Dr. Gao has lost her memory of the events and does not know what happened to her boyfriend. Dr. Gao convinces her boss Dr. Tang to give her hypnotism therapy and drugs to recover her memory. The drugs cause her to develop a sensitivity to bright lights and loud noises. She notices the same sensitivity in her patient Simon, who says he has seen the dripping wet ghost of Guo Dong. Dr. Gao asks Simon to help her contact Guo Dong but warns her that she is being pursued by the white-haired ghost.

Dr. Gao returns home to finds Xiao Kai speaking with a different accent and suspects that she is channeling the ghost of Su Zhenjing, a 24-year-old girl from Hualien. Xiao Kai asks Dr. Gao to open the canister containing the recovered head but Simon calls and warns her not to do it. Later he is severely injured when he is run over by Xiao Kai and ends up in the hospital.

Dr. Gao sends Haiya Amu to check whose head is in the canister but when she returns home she finds him dead with a knife in his back. Dr. Gao throws the severed head off her balcony and is attacked by Xiao Kai, who is stopped by the police. Dr. Gao takes more of the drugs to communicate with the ghost of Guo Dong, who saves her when she almost falls down the stairs.
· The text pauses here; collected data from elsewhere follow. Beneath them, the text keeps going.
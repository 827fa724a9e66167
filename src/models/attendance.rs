//! Attendance record model and status vocabulary.
//!
//! One [`AttendanceRecord`] exists per employee per day once the employee
//! has interacted with the system on that day. Absence is never stored as a
//! record of its own; it is inferred downstream from the gap between working
//! days and recorded attendance.

use chrono::{NaiveDate, NaiveDateTime};
use rust_decimal::Decimal;
use serde::{Deserialize, Serialize};
use uuid::Uuid;

/// The attendance status attached to a day's record.
///
/// `Absent` only ever appears in reports (for days with no record at all)
/// and `LateHalf` is accepted from stored data and counted as late, but the
/// scan path itself never writes either: a short day becomes `HalfDay`
/// regardless of lateness, and absences stay unmaterialized.
#[derive(Debug, Clone, Copy, PartialEq, Eq, Hash, Serialize, Deserialize)]
#[serde(rename_all = "snake_case")]
pub enum AttendanceStatus {
    /// Clocked in on time (or completed a full day after an on-time start).
    Present,
    /// Clocked in after the grace deadline.
    Late,
    /// Completed day shorter than the configured half-day threshold.
    HalfDay,
    /// No attendance at all on a working day (report-only value).
    Absent,
    /// Late arrival combined with a short day (legacy data value).
    LateHalf,
}

impl AttendanceStatus {
    /// Returns true if this status counts toward the late-day tally.
    pub fn is_late(self) -> bool {
        matches!(self, AttendanceStatus::Late | AttendanceStatus::LateHalf)
    }
}

impl std::fmt::Display for AttendanceStatus {
    fn fmt(&self, f: &mut std::fmt::Formatter<'_>) -> std::fmt::Result {
        match self {
            AttendanceStatus::Present => write!(f, "Present"),
            AttendanceStatus::Late => write!(f, "Late"),
            AttendanceStatus::HalfDay => write!(f, "Half Day"),
            AttendanceStatus::Absent => write!(f, "Absent"),
            AttendanceStatus::LateHalf => write!(f, "Late Half"),
        }
    }
}

/// One employee's attendance for one calendar day.
///
/// # Example
///
/// ```
/// use attend_engine::models::{AttendanceRecord, AttendanceStatus};
/// use chrono::NaiveDate;
/// use rust_decimal::Decimal;
/// use uuid::Uuid;
///
/// let record = AttendanceRecord {
///     id: Uuid::new_v4(),
///     employee_id: Uuid::new_v4(),
///     date: NaiveDate::from_ymd_opt(2026, 1, 15).unwrap(),
///     in_time: NaiveDate::from_ymd_opt(2026, 1, 15)
///         .unwrap()
///         .and_hms_opt(9, 5, 0),
///     out_time: None,
///     status: AttendanceStatus::Present,
///     hours_worked: Decimal::ZERO,
///     overtime_hours: Decimal::ZERO,
///     manual: false,
/// };
/// assert!(record.is_open());
/// assert!(!record.is_complete());
/// ```
#[derive(Debug, Clone, PartialEq, Serialize, Deserialize)]
pub struct AttendanceRecord {
    /// Unique identifier for the record.
    pub id: Uuid,
    /// The employee this record belongs to.
    pub employee_id: Uuid,
    /// The calendar day the record covers.
    pub date: NaiveDate,
    /// Clock-in timestamp; unset until the first accepted scan of the day.
    pub in_time: Option<NaiveDateTime>,
    /// Clock-out timestamp; unset while the day is still open.
    pub out_time: Option<NaiveDateTime>,
    /// Attendance status derived at clock-in and refined at clock-out.
    pub status: AttendanceStatus,
    /// Hours between clock-in and clock-out, rounded to 2 decimal places.
    #[serde(default)]
    pub hours_worked: Decimal,
    /// Hours beyond the overtime threshold, rounded to 2 decimal places.
    #[serde(default)]
    pub overtime_hours: Decimal,
    /// True when the record was entered manually rather than via a scan.
    #[serde(default)]
    pub manual: bool,
}

impl AttendanceRecord {
    /// Returns true if the day has a clock-in but no clock-out yet.
    pub fn is_open(&self) -> bool {
        self.in_time.is_some() && self.out_time.is_none()
    }

    /// Returns true if both sides of the day have been recorded.
    pub fn is_complete(&self) -> bool {
        self.in_time.is_some() && self.out_time.is_some()
    }
}
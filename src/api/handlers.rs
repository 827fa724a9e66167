//! HTTP request handlers for the attendance engine API.
//!
//! This module contains the handler functions for all API endpoints and
//! the router that wires them together.

use std::time::Instant;

use axum::{
    extract::{
        rejection::{JsonRejection, PathRejection, QueryRejection},
        Path, Query, State,
    },
    http::{header, StatusCode},
    response::{IntoResponse, Response},
    routing::{get, post},
    Json, Router,
};
use chrono::Local;
use serde::Serialize;
use tracing::{info, warn};
use uuid::Uuid;

use crate::config::AttendanceSettings;
use crate::error::EngineError;
use crate::report::{report_filename, to_csv, ReportKind};

use super::request::{
    BranchRequest, EmployeeRequest, HolidayRequest, LoginRequest, ManualEntryRequest,
    PayrollQuery, RegisterCardRequest, ReportQuery, ScanRequest, UserRequest,
};
use super::response::{ApiError, ApiErrorResponse, ScanResponse};
use super::state::AppState;

/// Creates the API router with all endpoints.
pub fn create_router(state: AppState) -> Router {
    Router::new()
        .route("/scan", post(scan_handler))
        .route("/attendance/manual", post(manual_entry_handler))
        .route("/payroll", get(payroll_handler))
        .route("/reports/:kind", get(report_handler))
        .route("/reports/:kind/csv", get(report_csv_handler))
        .route(
            "/employees",
            get(list_employees_handler).post(create_employee_handler),
        )
        .route(
            "/employees/:id",
            axum::routing::put(update_employee_handler).delete(delete_employee_handler),
        )
        .route("/cards", get(list_cards_handler).post(register_card_handler))
        .route("/cards/:uid", axum::routing::delete(remove_card_handler))
        .route("/cards/:uid/block", post(block_card_handler))
        .route("/cards/:uid/unblock", post(unblock_card_handler))
        .route(
            "/holidays",
            get(list_holidays_handler).post(add_holiday_handler),
        )
        .route(
            "/holidays/:id",
            axum::routing::delete(remove_holiday_handler),
        )
        .route("/branches", get(list_branches_handler).post(add_branch_handler))
        .route(
            "/settings",
            get(get_settings_handler).put(put_settings_handler),
        )
        .route("/users", get(list_users_handler).post(create_user_handler))
        .route("/users/:id", axum::routing::delete(delete_user_handler))
        .route("/login", post(login_handler))
        .route("/reset", post(reset_handler))
        .with_state(state)
}
//! Monthly payroll computation.
//!
//! [`compute_payroll`] is a pure function of its inputs: the same employee,
//! attendance, holidays, and settings always produce an identical summary.
//! Nothing is read from or written to storage here, which is what lets a
//! payroll run be recomputed freely instead of being persisted.

use rust_decimal::Decimal;

use crate::config::AttendanceSettings;
use crate::error::EngineResult;
use crate::models::{AttendanceRecord, Employee, Holiday, PayMonth, PayrollSummary};

use super::attendance_tally::tally_month;
use super::deductions::compute_deductions;
use super::gross_salary::gross_salary;
use super::pay_rates::derive_rate_basis;
use super::working_days::count_working_days;

/// Computes the payroll summary for one employee and one month.
///
/// The pipeline: count working days, tally the employee's attendance,
/// derive the rate basis, then build gross, deductions, overtime pay, and
/// net. Absences are inferred from the gap between working days and
/// recorded attendance; they are never read from records.
///
/// # Errors
///
/// Returns a calculation error when the month has no working days at all
/// (every day weekly-off or holiday), since no daily rate can be derived.
///
/// # Example
///
/// ```
/// use attend_engine::calculation::compute_payroll;
/// use attend_engine::config::AttendanceSettings;
/// use attend_engine::models::{Employee, PayMonth, SalaryType};
/// use rust_decimal::Decimal;
/// use uuid::Uuid;
///
/// let employee = Employee {
///     id: Uuid::new_v4(),
///     emp_code: "EMP001".to_string(),
///     name: "Asha Verma".to_string(),
///     department: String::new(),
///     designation: String::new(),
///     email: String::new(),
///     phone: String::new(),
///     branch_id: None,
///     salary_type: SalaryType::Fixed,
///     monthly_salary: Decimal::new(27000, 0),
///     overtime_rate: Decimal::new(200, 0),
///     weekly_hours: None,
///     shift_start: None,
///     shift_end: None,
///     join_date: None,
///     monthly_leaves: 12,
///     active: true,
/// };
///
/// let month = PayMonth::new(2026, 1).unwrap();
/// let summary = compute_payroll(
///     &employee,
///     month,
///     &[],
///     &[],
///     &AttendanceSettings::default(),
/// )
/// .unwrap();
///
/// // No attendance at all: the whole fixed salary is deducted.
/// assert_eq!(summary.total_working_days, 27);
/// assert_eq!(summary.absent_days, 27);
/// assert_eq!(summary.net_salary, Decimal::ZERO);
/// ```
pub fn compute_payroll(
    employee: &Employee,
    month: PayMonth,
    attendance: &[AttendanceRecord],
    holidays: &[Holiday],
    settings: &AttendanceSettings,
) -> EngineResult<PayrollSummary> {
    // Step 1: Working days in the month
    let working_days = count_working_days(month, settings, holidays);

    // Step 2: Attendance tallies
    let tally = tally_month(attendance, employee.id, month, working_days);

    // Step 3: Rate basis
    let rates = derive_rate_basis(employee.monthly_salary, working_days, employee.weekly_hours)?;

    // Step 4: Gross by salary type
    let gross = gross_salary(employee.salary_type, employee.monthly_salary, &rates, &tally);

    // Step 5: Deductions
    let deductions = compute_deductions(
        employee.salary_type,
        &tally,
        &rates,
        employee.monthly_salary,
        settings.late_penalty_percent,
    );

    // Step 6: Overtime pay and net
    let overtime_pay = tally.total_overtime_hours * employee.overtime_rate;
    let net_salary = gross - deductions.total + overtime_pay;

    Ok(PayrollSummary {
        employee_id: employee.id,
        month,
        total_working_days: working_days,
        present_days: tally.present_days,
        half_days: tally.half_days,
        absent_days: tally.absent_days,
        late_days: tally.late_days,
        total_hours: tally.total_hours,
        total_overtime_hours: tally.total_overtime_hours,
        gross_salary: gross,
        basic: gross * Decimal::new(5, 1),
        hra: gross * Decimal::new(2, 1),
        allowances: gross * Decimal::new(3, 1),
        absent_deduction: deductions.absent_deduction,
        half_day_deduction: deductions.half_day_deduction,
        late_penalty: deductions.late_penalty,
        total_deductions: deductions.total,
        overtime_pay,
        net_salary,
    })
}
Guo Dong's ghost explains that his oxygen tank was smashed by currents and Dr. Gao invites him to stay with her. Dr. Gao returns Haiya Amu's head to her father and has a final conversation with Guo Dong.
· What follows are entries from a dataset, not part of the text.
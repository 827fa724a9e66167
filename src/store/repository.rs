//! Typed collection access over the key-value collaborator.
//!
//! Every entity collection lives under one well-known key as a JSON array
//! (settings as a single JSON object). The [`Repository`] owns the mapping
//! between those documents and the typed models, and turns malformed stored
//! data into [`EngineError::Storage`] rather than guessing at a shape.

use std::sync::Arc;

use serde::Serialize;
use serde::de::DeserializeOwned;

use crate::config::AttendanceSettings;
use crate::error::{EngineError, EngineResult};
use crate::models::{AttendanceRecord, Branch, CardRecord, Employee, Holiday, UserAccount};
use crate::store::KeyValueStore;

/// Well-known storage keys, one per persisted collection.
pub mod keys {
    /// Employee roster.
    pub const EMPLOYEES: &str = "attend:employees";
    /// Registered RFID cards.
    pub const CARDS: &str = "attend:cards";
    /// Attendance records across all employees and days.
    pub const ATTENDANCE: &str = "attend:attendance";
    /// Holiday calendar.
    pub const HOLIDAYS: &str = "attend:holidays";
    /// Branches.
    pub const BRANCHES: &str = "attend:branches";
    /// Login accounts.
    pub const USERS: &str = "attend:users";
    /// The attendance settings document.
    pub const SETTINGS: &str = "attend:settings";

    /// Every key the engine owns, in reset order.
    pub const ALL: [&str; 7] = [
        EMPLOYEES, CARDS, ATTENDANCE, HOLIDAYS, BRANCHES, USERS, SETTINGS,
    ];
}

/// Typed persistence facade over a [`KeyValueStore`].
///
/// Reads of absent keys yield empty collections (or default settings), so a
/// fresh backend needs no priming. Writes replace the whole collection
/// document; serializing mutations is the caller's job.
#[derive(Clone)]
pub struct Repository {
    store: Arc<dyn KeyValueStore>,
}

impl Repository {
    /// Creates a repository over the given storage backend.
    pub fn new(store: Arc<dyn KeyValueStore>) -> Self {
        Repository { store }
    }

    async fn load_collection<T: DeserializeOwned>(&self, key: &str) -> EngineResult<Vec<T>> {
        match self.store.get(key).await? {
            None => Ok(Vec::new()),
            Some(raw) => serde_json::from_str(&raw).map_err(|e| EngineError::Storage {
                message: format!("document at '{key}' has unexpected shape: {e}"),
            }),
        }
    }

    async fn save_collection<T: Serialize>(&self, key: &str, items: &[T]) -> EngineResult<()> {
        let raw = serde_json::to_string(items).map_err(|e| EngineError::Storage {
            message: format!("failed to encode document for '{key}': {e}"),
        })?;
        self.store.set(key, &raw).await
    }

    /// Loads the employee roster.
    pub async fn load_employees(&self) -> EngineResult<Vec<Employee>> {
        self.load_collection(keys::EMPLOYEES).await
    }

    /// Replaces the employee roster.
    pub async fn save_employees(&self, employees: &[Employee]) -> EngineResult<()> {
        self.save_collection(keys::EMPLOYEES, employees).await
    }

    /// Loads the card registry.
    pub async fn load_cards(&self) -> EngineResult<Vec<CardRecord>> {
        self.load_collection(keys::CARDS).await
    }

    /// Replaces the card registry.
    pub async fn save_cards(&self, cards: &[CardRecord]) -> EngineResult<()> {
        self.save_collection(keys::CARDS, cards).await
    }

    /// Loads all attendance records.
    pub async fn load_attendance(&self) -> EngineResult<Vec<AttendanceRecord>> {
        self.load_collection(keys::ATTENDANCE).await
    }

    /// Replaces all attendance records.
    pub async fn save_attendance(&self, records: &[AttendanceRecord]) -> EngineResult<()> {
        self.save_collection(keys::ATTENDANCE, records).await
    }

    /// Loads the holiday calendar.
    pub async fn load_holidays(&self) -> EngineResult<Vec<Holiday>> {
        self.load_collection(keys::HOLIDAYS).await
    }

    /// Replaces the holiday calendar.
    pub async fn save_holidays(&self, holidays: &[Holiday]) -> EngineResult<()> {
        self.save_collection(keys::HOLIDAYS, holidays).await
    }

    /// Loads the branches.
    pub async fn load_branches(&self) -> EngineResult<Vec<Branch>> {
        self.load_collection(keys::BRANCHES).await
    }

    /// Replaces the branches.
    pub async fn save_branches(&self, branches: &[Branch]) -> EngineResult<()> {
        self.save_collection(keys::BRANCHES, branches).await
    }

    /// Loads the login accounts.
    pub async fn load_users(&self) -> EngineResult<Vec<UserAccount>> {
        self.load_collection(keys::USERS).await
    }

    /// Replaces the login accounts.
    pub async fn save_users(&self, users: &[UserAccount]) -> EngineResult<()> {
        self.save_collection(keys::USERS, users).await
    }

    /// Loads the settings document, falling back to defaults when absent.
    pub async fn load_settings(&self) -> EngineResult<AttendanceSettings> {
        match self.store.get(keys::SETTINGS).await? {
            None => Ok(AttendanceSettings::default()),
            Some(raw) => serde_json::from_str(&raw).map_err(|e| EngineError::Storage {
                message: format!("document at '{}' has unexpected shape: {e}", keys::SETTINGS),
            }),
        }
    }

    /// Replaces the settings document.
    pub async fn save_settings(&self, settings: &AttendanceSettings) -> EngineResult<()> {
        let raw = serde_json::to_string(settings).map_err(|e| EngineError::Storage {
            message: format!("failed to encode document for '{}': {e}", keys::SETTINGS),
        })?;
        self.store.set(keys::SETTINGS, &raw).await
    }

    /// Deletes every collection the engine owns.
    ///
    /// This is the only place the engine uses `delete`; everything else is
    /// whole-document replacement.
    pub async fn reset_all(&self) -> EngineResult<()> {
        for key in keys::ALL {
            self.store.delete(key).await?;
        }
        Ok(())
    }
}
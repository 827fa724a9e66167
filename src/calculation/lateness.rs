//! Lateness determination for clock-in scans.
//!
//! A clock-in is late when it lands strictly after the grace deadline:
//! shift start plus the configured grace period. Lateness is decided once,
//! at clock-in, and never revisited by later events on the same day.

use chrono::{Duration, NaiveDate, NaiveDateTime, NaiveTime};

use crate::config::AttendanceSettings;
use crate::models::Employee;

/// The instant after which a clock-in on `day` counts as late.
///
/// Minute arithmetic carries into the next hour (and day) naturally, so a
/// 09:50 shift start with a 15-minute grace yields a 10:05 deadline.
///
/// # Example
///
/// ```
/// use attend_engine::calculation::grace_deadline;
/// use chrono::{NaiveDate, NaiveTime};
///
/// let day = NaiveDate::from_ymd_opt(2026, 1, 15).unwrap();
/// let start = NaiveTime::from_hms_opt(9, 50, 0).unwrap();
/// let deadline = grace_deadline(day, start, 15);
/// assert_eq!(deadline, day.and_hms_opt(10, 5, 0).unwrap());
/// ```
pub fn grace_deadline(day: NaiveDate, shift_start: NaiveTime, grace_minutes: u32) -> NaiveDateTime {
    day.and_time(shift_start) + Duration::minutes(i64::from(grace_minutes))
}

/// Returns true if a clock-in at `now` is late for the given day and shift.
///
/// The comparison is strict: a scan exactly at the deadline is on time.
///
/// # Example
///
/// ```
/// use attend_engine::calculation::is_late;
/// use chrono::{NaiveDate, NaiveTime};
///
/// let day = NaiveDate::from_ymd_opt(2026, 1, 15).unwrap();
/// let start = NaiveTime::from_hms_opt(9, 0, 0).unwrap();
///
/// assert!(is_late(day.and_hms_opt(9, 20, 0).unwrap(), day, start, 15));
/// assert!(!is_late(day.and_hms_opt(9, 10, 0).unwrap(), day, start, 15));
/// assert!(!is_late(day.and_hms_opt(9, 15, 0).unwrap(), day, start, 15));
/// ```
pub fn is_late(
    now: NaiveDateTime,
    day: NaiveDate,
    shift_start: NaiveTime,
    grace_minutes: u32,
) -> bool {
    now > grace_deadline(day, shift_start, grace_minutes)
}

/// Resolves the shift start that applies to an employee.
///
/// The per-employee override wins when present; otherwise the configured
/// default applies. The grace period is always taken from settings.
pub fn effective_shift_start(employee: &Employee, settings: &AttendanceSettings) -> NaiveTime {
    employee.shift_start.unwrap_or(settings.shift_start)
}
Dr. Gao wakes up in a hospital, where she has been ever since her boyfriend's disappearance. She has no memory of the disappearance. Xiao Kai recounts how Guo Dong disappeared after saving Dr. Gao from nitrogen narcosis. A camcorder video reveals that Dr. Gao stabbed Guo Dong during her narcosis. Xiao Kai brings Dr. Gao home and cares for her. Dr. Gao dreams that Guo Done asks her to travel to Feng Lai to find him. Dr. Gao finds the tape but the stabbing has been erased. Dr. Gao travels to Feng Lai and finds Guo Dong's cabin and lost photographs. On the beach she finds the ring he meant to give her, then she walks into the ocean. In the final scene the ghosts of Gao Jin and Guo Dong are shown swimming together around the underwater city of Yonaguni.

==Production==
Underwater photography was used in order to film underwater scenes off Yonaguni Island, Japan.

==Release and promotion==
The film was released in Hong Kong on 12 June 2008 and featured at the 2008 Rome Film Festival.

==Reception==
The film received generally negative reviews. Derek Elley of Variety.com called it "Tsui's career nadir" and The Hollywood Reporter called it "quite a messy piece of work" and a "hodge-podge of genres", concluding that "the whole thing looks quickly shot and put together, from the unexceptional underwater scenes to an oft-repeated theme song about undying love." A review on the website Screen Anarchy states that "the idea is intriguing" but that the film has "too many ingredients." Ho Yi of the Taipei Times wrote that "though the effort involved is commendable, the results are not".